New Pathways into Treatment
Even though addictions often seem impossible to resolve, psychologist and program manager of adult outpatient behavioral health services at Providence Portland Medical Center in Portland, Ore., James Mol, Ph.D., offers hope.
“From the perspective of psychology, there is generally more a person can do to help manage the symptoms of psychological problems than they can do for medical problems.”
For starters, Mol observes that insight alone or self-reflection that enables people to understand themselves at a deep level is useful. “We don’t live in a culture where people examine their lives adequately. So this is a way people can seek help through things like 12-step programs or by working with trained professionals to gain understanding into their thoughts and behaviors, and how to cope with them in better ways than they habitually do.”
So far, the Nombras of the world are probably not very encouraged. Still there are relatively new theoretical models that some professionals, including Mol, are finding to have considerable validity and usefulness. Developed by Prochaska and DiClemente in the 1980s, the “stages of change” model departs from the old “disease” model of addictions in significant ways.

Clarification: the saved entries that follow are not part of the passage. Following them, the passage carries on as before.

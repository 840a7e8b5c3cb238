//! File discovery and scanning for phpcompat

use anyhow::{Context, Result};
use phpcompat_core::{logging, tokenize, Diagnostic};
use phpcompat_sniffs::{SniffOptions, SniffRegistry};
use std::collections::HashSet;
use std::path::{Path, PathBuf};

use crate::config::Config;

/// File extensions treated as PHP source
const PHP_EXTENSIONS: &[&str] = &["php", "inc", "phtml"];

/// Result of scanning a single file
pub struct ScanResult {
    /// Number of tokens in the file
    pub tokens: usize,
    pub diagnostics: Vec<Diagnostic>,
}

/// Everything a scan needs, shared read-only across worker threads
pub struct Scanner<'a> {
    pub registry: &'a SniffRegistry,
    pub options: &'a SniffOptions,
    pub enabled: &'a HashSet<String>,
}

impl Scanner<'_> {
    /// Scan PHP source text
    pub fn scan_source(&self, source: &str) -> ScanResult {
        let stream = tokenize(source);
        let diagnostics = self.registry.check_all(&stream, self.options, self.enabled);
        ScanResult {
            tokens: stream.len(),
            diagnostics,
        }
    }

    /// Read and scan a single PHP file
    pub fn scan_file(&self, path: &Path) -> Result<ScanResult> {
        let bytes = std::fs::read(path)
            .with_context(|| format!("Failed to read file: {}", path.display()))?;
        let source = String::from_utf8_lossy(&bytes);

        let result = self.scan_source(&source);
        logging::log_file_scanned(path, result.tokens, result.diagnostics.len());
        Ok(result)
    }
}

fn is_php_file(path: &Path) -> bool {
    path.extension()
        .and_then(|ext| ext.to_str())
        .is_some_and(|ext| PHP_EXTENSIONS.iter().any(|e| ext.eq_ignore_ascii_case(e)))
}

/// Expand the given paths into PHP files, sorted
///
/// Returns the files and the paths that do not exist. Files named explicitly
/// are always scanned; files found by walking a directory are subject to the
/// configured excludes.
pub fn collect_files(paths: &[PathBuf], config: &Config) -> (Vec<PathBuf>, Vec<PathBuf>) {
    let mut files = Vec::new();
    let mut missing = Vec::new();

    for path in paths {
        if path.is_file() {
            files.push(path.clone());
        } else if path.is_dir() {
            for entry in walkdir::WalkDir::new(path)
                .into_iter()
                .filter_map(|e| e.ok())
                .filter(|e| e.file_type().is_file() && is_php_file(e.path()))
            {
                let file_path = entry.path();
                // Excludes are relative to the directory being walked
                let relative = file_path.strip_prefix(path).unwrap_or(file_path);
                if !config.should_exclude(relative) {
                    files.push(file_path.to_path_buf());
                }
            }
        } else {
            missing.push(path.clone());
        }
    }

    files.sort();
    files.dedup();
    (files, missing)
}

“In the extreme version, professionals operating under the disease model of addiction tended to confront the person in denial and when clients denied that they had a problem, the counselor would conclude that the person wasn’t ready and move on to someone else they thought might be,” said Mol. “Black and white thinking characterized this approach, but as treatment providers started to acknowledge that people with addictions are at different stages, they became better able to develop strategies of engagement that worked.”

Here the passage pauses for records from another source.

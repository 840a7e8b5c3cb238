//! phpcompat-core: version-gated feature checks for PHP source
//!
//! This crate provides:
//! - `Version` / `VersionRange`: the target PHP versions of a scan
//! - `FeatureTable` / `FeatureIndex`: compiled-in facts about when features
//!   appeared, were deprecated or removed
//! - `evaluate()`: a table intersected with the range
//! - `MessageTemplate` / `Diagnostic`: findings handed back to the host
//! - `tokenize()` / `TokenStream`: a PHP token stream with scope metadata
//! - `dispatch`: primitives deciding whether a token is a real use of a feature

pub mod diagnostic;
pub mod dispatch;
pub mod evaluate;
pub mod feature;
pub mod lexer;
pub mod logging;
pub mod names;
pub mod range;
pub mod token;
pub mod validate;
pub mod version;

pub use diagnostic::{Diagnostic, MessageTemplate, Position, Severity};
pub use evaluate::{evaluate, Diagnosis};
pub use feature::{DataError, FeatureFact, FeatureIndex, FeatureTable, FeatureTableBuilder, Status};
pub use lexer::tokenize;
pub use names::NameList;
pub use range::{ConfigError, VersionRange};
pub use token::{Token, TokenKind, TokenStream};
pub use validate::Validator;
pub use version::{Version, VersionError};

If all the “strategies for engagement” are starting to sound like a battle plan, you’re getting the message. Finding a way into the door of dealing with addictions does indeed take some doing. That there is a door – of sorts – and that professionals are looking for less authoritarian and less confrontational ways to open it, however, is cause for great heart.

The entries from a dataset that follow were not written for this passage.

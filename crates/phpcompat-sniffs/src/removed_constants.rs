//! Sniff: global constants deprecated or removed in the targeted PHP versions

use crate::check::{dispatch, withdrawn_tables, FeatureCheck, Withdrawal};
use crate::options::SniffOptions;
use crate::registry::Sniff;
use phpcompat_core::dispatch::is_global_constant_use;
use phpcompat_core::{Diagnostic, MessageTemplate, TokenKind, TokenStream};
use std::sync::OnceLock;

const REMOVED_CONSTANTS: &[Withdrawal] = &[
    ("CURLOPT_CLOSEPOLICY", None, Some("5.6"), None),
    ("CURLCLOSEPOLICY_LEAST_RECENTLY_USED", None, Some("5.6"), None),
    ("CURLCLOSEPOLICY_OLDEST", None, Some("5.6"), None),
    ("T_CHARACTER", None, Some("7.0"), None),
    ("MB_OVERLOAD_MAIL", Some("7.2"), Some("8.0"), None),
    ("MB_OVERLOAD_STRING", Some("7.2"), Some("8.0"), None),
    ("MB_OVERLOAD_REGEX", Some("7.2"), Some("8.0"), None),
    ("INTL_IDNA_VARIANT_2003", Some("7.2"), Some("8.0"), Some("INTL_IDNA_VARIANT_UTS46")),
    ("FILTER_FLAG_SCHEME_REQUIRED", Some("7.3"), Some("8.0"), None),
    ("FILTER_FLAG_HOST_REQUIRED", Some("7.3"), Some("8.0"), None),
    ("CURLPIPE_HTTP1", Some("7.4"), None, None),
    ("ENCHANT_MYSPELL", Some("8.0"), None, None),
    ("ENCHANT_ISPELL", Some("8.0"), None, None),
    ("FILTER_SANITIZE_STRING", Some("8.1"), None, Some("htmlspecialchars()")),
    ("FILTER_SANITIZE_STRIPPED", Some("8.1"), None, Some("htmlspecialchars()")),
    ("FILE_BINARY", Some("8.1"), None, None),
    ("FILE_TEXT", Some("8.1"), None, None),
    ("MYSQLI_REFRESH_SLAVE", Some("8.1"), None, Some("MYSQLI_REFRESH_REPLICA")),
];

fn check() -> &'static FeatureCheck {
    static CHECK: OnceLock<FeatureCheck> = OnceLock::new();
    CHECK.get_or_init(|| {
        FeatureCheck::new(
            withdrawn_tables(REMOVED_CONSTANTS),
            MessageTemplate::new("The constant \"%s\""),
            is_global_constant_use,
        )
    })
}

/// Check a token stream for deprecated or removed constants
pub fn check_removed_constants(stream: &TokenStream, options: &SniffOptions) -> Vec<Diagnostic> {
    dispatch(check(), stream, &options.test_version, &[TokenKind::String])
}

pub struct RemovedConstantsSniff;

impl Sniff for RemovedConstantsSniff {
    fn name(&self) -> &'static str {
        "removed_constants"
    }

    fn description(&self) -> &'static str {
        "Detect global constants deprecated or removed in the targeted PHP versions"
    }

    fn check(&self, stream: &TokenStream, options: &SniffOptions) -> Vec<Diagnostic> {
        check_removed_constants(stream, options)
    }
}
//! Shared plumbing: a feature index, a message template and an occurrence
//! filter, driven over the token stream by [`dispatch`]

use phpcompat_core::{
    evaluate, Diagnostic, FeatureIndex, FeatureTable, MessageTemplate, Position, TokenKind,
    TokenStream, VersionRange,
};

/// Decides whether the token at a position is a genuine use
pub type Filter = fn(&TokenStream, usize) -> bool;

/// (name, last version without the feature, first version with it)
pub type Introduction = (&'static str, &'static str, &'static str);

/// (name, deprecated since, removed since, alternative)
pub type Withdrawal = (
    &'static str,
    Option<&'static str>,
    Option<&'static str>,
    Option<&'static str>,
);

pub struct FeatureCheck {
    pub index: FeatureIndex,
    pub template: MessageTemplate,
    pub filter: Filter,
}

impl FeatureCheck {
    pub fn new(tables: Vec<FeatureTable>, template: MessageTemplate, filter: Filter) -> Self {
        Self {
            index: FeatureIndex::new(tables),
            template,
            filter,
        }
    }

    /// Evaluate `table` against `range` and render the result at `pos`
    pub fn report(
        &self,
        stream: &TokenStream,
        pos: usize,
        table: &FeatureTable,
        range: &VersionRange,
    ) -> Vec<Diagnostic> {
        match evaluate(table, range) {
            Some(diagnosis) => self.template.report(
                position_at(stream, pos),
                table.name(),
                table.alternative(),
                &diagnosis,
            ),
            None => Vec::new(),
        }
    }
}

/// Run `check` over every token of the given kinds
///
/// Tokens are looked up by their content; the filter runs first so lookups
/// only happen for genuine uses.
pub fn dispatch(
    check: &FeatureCheck,
    stream: &TokenStream,
    range: &VersionRange,
    kinds: &[TokenKind],
) -> Vec<Diagnostic> {
    let mut diagnostics = Vec::new();
    for pos in stream.positions_of(kinds) {
        if !(check.filter)(stream, pos) {
            continue;
        }
        let Some(token) = stream.token_at(pos) else {
            continue;
        };
        if let Some(table) = check.index.get(&token.content) {
            diagnostics.extend(check.report(stream, pos, table, range));
        }
    }
    diagnostics
}

/// Diagnostic position of a token
pub fn position_at(stream: &TokenStream, pos: usize) -> Position {
    let (line, column) = stream
        .token_at(pos)
        .map(|t| (t.line, t.column))
        .unwrap_or((0, 0));
    Position {
        token: pos,
        line,
        column,
    }
}

/// Tables for features that appeared in a given version
pub fn introduced_tables(rows: &[Introduction]) -> Vec<FeatureTable> {
    rows.iter()
        .map(|&(name, absent, present)| {
            FeatureTable::builder(name)
                .absent(absent)
                .present(present)
                .build()
        })
        .collect()
}

/// Tables for features that were deprecated and/or removed
pub fn withdrawn_tables(rows: &[Withdrawal]) -> Vec<FeatureTable> {
    rows.iter()
        .map(|&(name, deprecated, removed, alternative)| {
            let mut builder = FeatureTable::builder(name);
            if let Some(version) = deprecated {
                builder = builder.deprecated(version);
            }
            if let Some(version) = removed {
                builder = builder.removed(version);
            }
            if let Some(alternative) = alternative {
                builder = builder.alternative(alternative);
            }
            builder.build()
        })
        .collect()
}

Indeed, perhaps the approach James Mol describes might be the ticket for people like Nombra. With the new model, professionals first try to establish what stage a person is in – pre-contemplative, contemplative, action, or maintenance. “The first is when the person is not interested and says they don’t have a problem – for example that their wife sent them in. Then in the contemplative stage it’s more like ‘I’m not ready to give up my drug, but I have noticed there’s a problem to some extent and I’m considering making some changes.’” Action and maintenance stages, of course, are fairly self-explanatory.
Mol goes on to discuss various approaches that professionals can use to help addicts move through the stages of addiction into freedom from their substance or behavior of choice.
“It really helps if I talk with my client about what’s positive about their addiction, not just what’s negative. That way they will see me as someone willing to really listen to their truth and through that our dialogue might lead to opening a door. Also, then it’s not just the therapist driving the agenda with their assumptions.”
The gist here is “to meet the person where they are,” said Mol. “For example, if they are convinced they have an alcohol problem, then you start engaging them at their high level of motivation to make behavioral change.”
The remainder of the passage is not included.